How to parse stepfunction executionId to SageMaker batch transform job name?
Asked Answered
J

2

2

I have created a stepfunction, the definition for this statemachine below (step-function.json) is used in terraform (using the syntax in this page:https://docs.aws.amazon.com/sagemaker/latest/APIReference/API_CreateTransformJob.html)

The first time if I execute this statemachine, it will create a SageMaker batch transform job named example-jobname, but I need to exeucute this statemachine everyday, then it will give me error "error": "SageMaker.ResourceInUseException", "cause": "Job name must be unique within an AWS account and region, and a job with this name already exists .

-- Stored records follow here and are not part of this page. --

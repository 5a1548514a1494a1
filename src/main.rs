//! Drive Fetcher CLI application
//!
//! Command-line interface for batch downloading Google Drive files
//! referenced in CSV or Excel uploads.

use std::process;

use tracing::info;
use tracing_subscriber::{fmt, EnvFilter};

use drive_fetcher::cli::{handle_export, handle_scan, Cli, Commands};
use drive_fetcher::config::AppConfig;
use drive_fetcher::errors::Result;

#[tokio::main]
async fn main() {
    let result = run().await;

    if let Err(e) = result {
        eprintln!("Error: {}", e);
        process::exit(1);
    }
}

/// Main application logic
async fn run() -> Result<()> {
    // Parse command line arguments
    let cli = Cli::parse_args();

    // Load configuration (defaults when no file exists)
    let config = AppConfig::load(cli.global.config.as_deref())?;

    // Initialize logging; verbosity flags override the configured default
    init_logging(&cli, &config);

    info!("Drive Fetcher v{} starting", env!("CARGO_PKG_VERSION"));

    // Execute the appropriate command
    match cli.command {
        Commands::Export(args) => {
            info!("Executing export command");
            handle_export(args, &config).await
        }
        Commands::Scan(args) => {
            info!("Executing scan command");
            handle_scan(args, &config).await
        }
    }
}

/// Initialize logging from CLI verbosity and the configured default level
fn init_logging(cli: &Cli, config: &AppConfig) {
    let log_level = cli
        .log_level()
        .unwrap_or(config.logging.level.as_str());

    let filter = EnvFilter::from_default_env()
        .add_directive(format!("drive_fetcher={}", log_level).parse().unwrap());

    fmt()
        .with_env_filter(filter)
        .with_target(false)
        .with_level(cli.global.very_verbose)
        .init();
}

The cause is because the job name is hard-coded as example-jobname so if the state machine gets executed after the first time, since the job name needs to be unique, the task will fail, just wondering how I can add a string (something like ExecutionId at the end of the job name). Here's what I have tried:

  1. I added "executionId.$": "States.Format('somestring {}', $$.Execution.Id)" in the Parameters section in the json file, but when I execute the task I got error "error": "States.Runtime", "cause": "An error occurred while executing the state 'SageMaker CreateTransformJob' (entered at the event id #2). The Parameters '{\"BatchStrategy\":\"SingleRecord\",..............\"executionId\":\"somestring arn:aws:states:us-east-1:xxxxx:execution:xxxxx-state-machine:xxxxxxxx72950\"}' could not be used to start the Task: [The field \"executionId\" is not supported by Step Functions]"}

  2. I modified the jobname in the json file to "TransformJobName": "example-jobname-States.Format('somestring {}', $$.Execution.Id)",, when I execute the statemachine, it gave me error: "error": "SageMaker.AmazonSageMakerException", "cause": "2 validation errors detected: Value 'example-jobname-States.Format('somestring {}', $$.Execution.Id)' at 'transformJobName' failed to satisfy constraint: Member must satisfy regular expression pattern: ^[a-zA-Z0-9](-*[a-zA-Z0-9]){0,62}; Value 'example-jobname-States.Format('somestring {}', $$.Execution.Id)' at 'transformJobName' failed to satisfy constraint: Member must have length less than or equal to 63

I really run out of ideas, can someone help please? Many thanks.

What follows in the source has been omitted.